Write down exactly the lines of the records below, beginning with the first and ending with the line that includes "A syntactically valid".

========================================

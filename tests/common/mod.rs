//! Shared fixtures: synthetic SignedData blobs, signed PE32 images and MSI
//! compound files, built byte by byte so tests depend on nothing on disk.

#![allow(dead_code)]

pub const FREESECT: u32 = 0xFFFF_FFFF;
pub const ENDOFCHAIN: u32 = 0xFFFF_FFFE;
pub const FATSECT: u32 = 0xFFFF_FFFD;
pub const DIFSECT: u32 = 0xFFFF_FFFC;
pub const RESERVED: u32 = 0xFFFF_FFFB;
pub const NOSTREAM: u32 = 0xFFFF_FFFF;

pub const SECTOR_SIZE: usize = 512;

/// `1.2.840.113549.1.7.2` (PKCS#7 signedData), pre-encoded.
pub const OID_PKCS7_SIGNED_DATA: &[u8] = &[
    0x06, 0x09, 0x2a, 0x86, 0x48, 0x86, 0xf7, 0x0d, 0x01, 0x07, 0x02,
];

/// `1.2.840.113549.1.7.1` (PKCS#7 data), pre-encoded.
pub const OID_PKCS7_DATA: &[u8] = &[
    0x06, 0x09, 0x2a, 0x86, 0x48, 0x86, 0xf7, 0x0d, 0x01, 0x07, 0x01,
];

fn der_len(len: usize) -> Vec<u8> {
    if len < 0x80 {
        vec![len as u8]
    } else if len <= 0xff {
        vec![0x81, len as u8]
    } else {
        assert!(len <= 0xffff, "fixture too large for a two-byte length");
        vec![0x82, (len >> 8) as u8, len as u8]
    }
}

/// One DER element: tag, minimal definite length, content.
pub fn tlv(tag: u8, content: &[u8]) -> Vec<u8> {
    let mut out = vec![tag];
    out.extend_from_slice(&der_len(content.len()));
    out.extend_from_slice(content);
    out
}

/// A minimal, valid `SignedData`: version 1, empty digest algorithms, a bare
/// `data` content info, the given raw certificates, empty signer infos.
pub fn signed_data_der(certs: &[&[u8]]) -> Vec<u8> {
    let mut inner = vec![0x02, 0x01, 0x01]; // version INTEGER 1
    inner.extend_from_slice(&[0x31, 0x00]); // digestAlgorithms SET {}
    inner.extend_from_slice(&tlv(0x30, OID_PKCS7_DATA)); // contentInfo
    inner.extend_from_slice(&tlv(0xa0, &certs.concat())); // certificates
    inner.extend_from_slice(&[0x31, 0x00]); // signerInfos SET {}

    let mut body = OID_PKCS7_SIGNED_DATA.to_vec();
    body.extend_from_slice(&tlv(0xa0, &tlv(0x30, &inner)));
    tlv(0x30, &body)
}

/// A syntactically valid X.509 certificate with no extensions and `pad` bytes
/// of zero public-key material. The signature is garbage; nothing verifies it.
pub fn filler_cert(pad: usize) -> Vec<u8> {
    let alg_sha1_rsa = tlv(
        0x30,
        &[
            &[0x06, 0x09, 0x2a, 0x86, 0x48, 0x86, 0xf7, 0x0d, 0x01, 0x01, 0x05][..],
            &[0x05, 0x00][..],
        ]
        .concat(),
    );
    let alg_rsa = tlv(
        0x30,
        &[
            &[0x06, 0x09, 0x2a, 0x86, 0x48, 0x86, 0xf7, 0x0d, 0x01, 0x01, 0x01][..],
            &[0x05, 0x00][..],
        ]
        .concat(),
    );
    let name = tlv(
        0x30,
        &tlv(
            0x31,
            &tlv(
                0x30,
                &[&tlv(0x06, &[0x55, 0x04, 0x03])[..], &tlv(0x13, b"Filler")[..]].concat(),
            ),
        ),
    );
    let validity = tlv(
        0x30,
        &[
            &tlv(0x17, b"130101100000Z")[..],
            &tlv(0x17, b"130401100000Z")[..],
        ]
        .concat(),
    );
    let mut key_bits = vec![0u8];
    key_bits.extend(std::iter::repeat(0u8).take(pad));
    let spki = tlv(0x30, &[&alg_rsa[..], &tlv(0x03, &key_bits)[..]].concat());

    let tbs = tlv(
        0x30,
        &[
            &[0x02, 0x01, 0x02][..], // serial INTEGER 2
            &alg_sha1_rsa[..],
            &name[..],
            &validity[..],
            &name[..],
            &spki[..],
        ]
        .concat(),
    );
    let signature = tlv(0x03, &[0x00, 0x55, 0x55, 0x55, 0x55]);
    tlv(
        0x30,
        &[&tbs[..], &alg_sha1_rsa[..], &signature[..]].concat(),
    )
}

========================================

Written answer:
filename tests/common/mod.rs
//! Shared fixtures: synthetic SignedData blobs, signed PE32 images and MSI
//! compound files, built byte by byte so tests depend on nothing on disk.

#![allow(dead_code)]

pub const FREESECT: u32 = 0xFFFF_FFFF;
pub const ENDOFCHAIN: u32 = 0xFFFF_FFFE;
pub const FATSECT: u32 = 0xFFFF_FFFD;
pub const DIFSECT: u32 = 0xFFFF_FFFC;
pub const RESERVED: u32 = 0xFFFF_FFFB;
pub const NOSTREAM: u32 = 0xFFFF_FFFF;

pub const SECTOR_SIZE: usize = 512;

/// `1.2.840.113549.1.7.2` (PKCS#7 signedData), pre-encoded.
pub const OID_PKCS7_SIGNED_DATA: &[u8] = &[
    0x06, 0x09, 0x2a, 0x86, 0x48, 0x86, 0xf7, 0x0d, 0x01, 0x07, 0x02,
];

/// `1.2.840.113549.1.7.1` (PKCS#7 data), pre-encoded.
pub const OID_PKCS7_DATA: &[u8] = &[
    0x06, 0x09, 0x2a, 0x86, 0x48, 0x86, 0xf7, 0x0d, 0x01, 0x07, 0x01,
];

fn der_len(len: usize) -> Vec<u8> {
    if len < 0x80 {
        vec![len as u8]
    } else if len <= 0xff {
        vec![0x81, len as u8]
    } else {
        assert!(len <= 0xffff, "fixture too large for a two-byte length");
        vec![0x82, (len >> 8) as u8, len as u8]
    }
}

/// One DER element: tag, minimal definite length, content.
pub fn tlv(tag: u8, content: &[u8]) -> Vec<u8> {
    let mut out = vec![tag];
    out.extend_from_slice(&der_len(content.len()));
    out.extend_from_slice(content);
    out
}

/// A minimal, valid `SignedData`: version 1, empty digest algorithms, a bare
/// `data` content info, the given raw certificates, empty signer infos.
pub fn signed_data_der(certs: &[&[u8]]) -> Vec<u8> {
    let mut inner = vec![0x02, 0x01, 0x01]; // version INTEGER 1
    inner.extend_from_slice(&[0x31, 0x00]); // digestAlgorithms SET {}
    inner.extend_from_slice(&tlv(0x30, OID_PKCS7_DATA)); // contentInfo
    inner.extend_from_slice(&tlv(0xa0, &certs.concat())); // certificates
    inner.extend_from_slice(&[0x31, 0x00]); // signerInfos SET {}

    let mut body = OID_PKCS7_SIGNED_DATA.to_vec();
    body.extend_from_slice(&tlv(0xa0, &tlv(0x30, &inner)));
    tlv(0x30, &body)
}

/// A syntactically valid X.509 certificate with no extensions and `pad` bytes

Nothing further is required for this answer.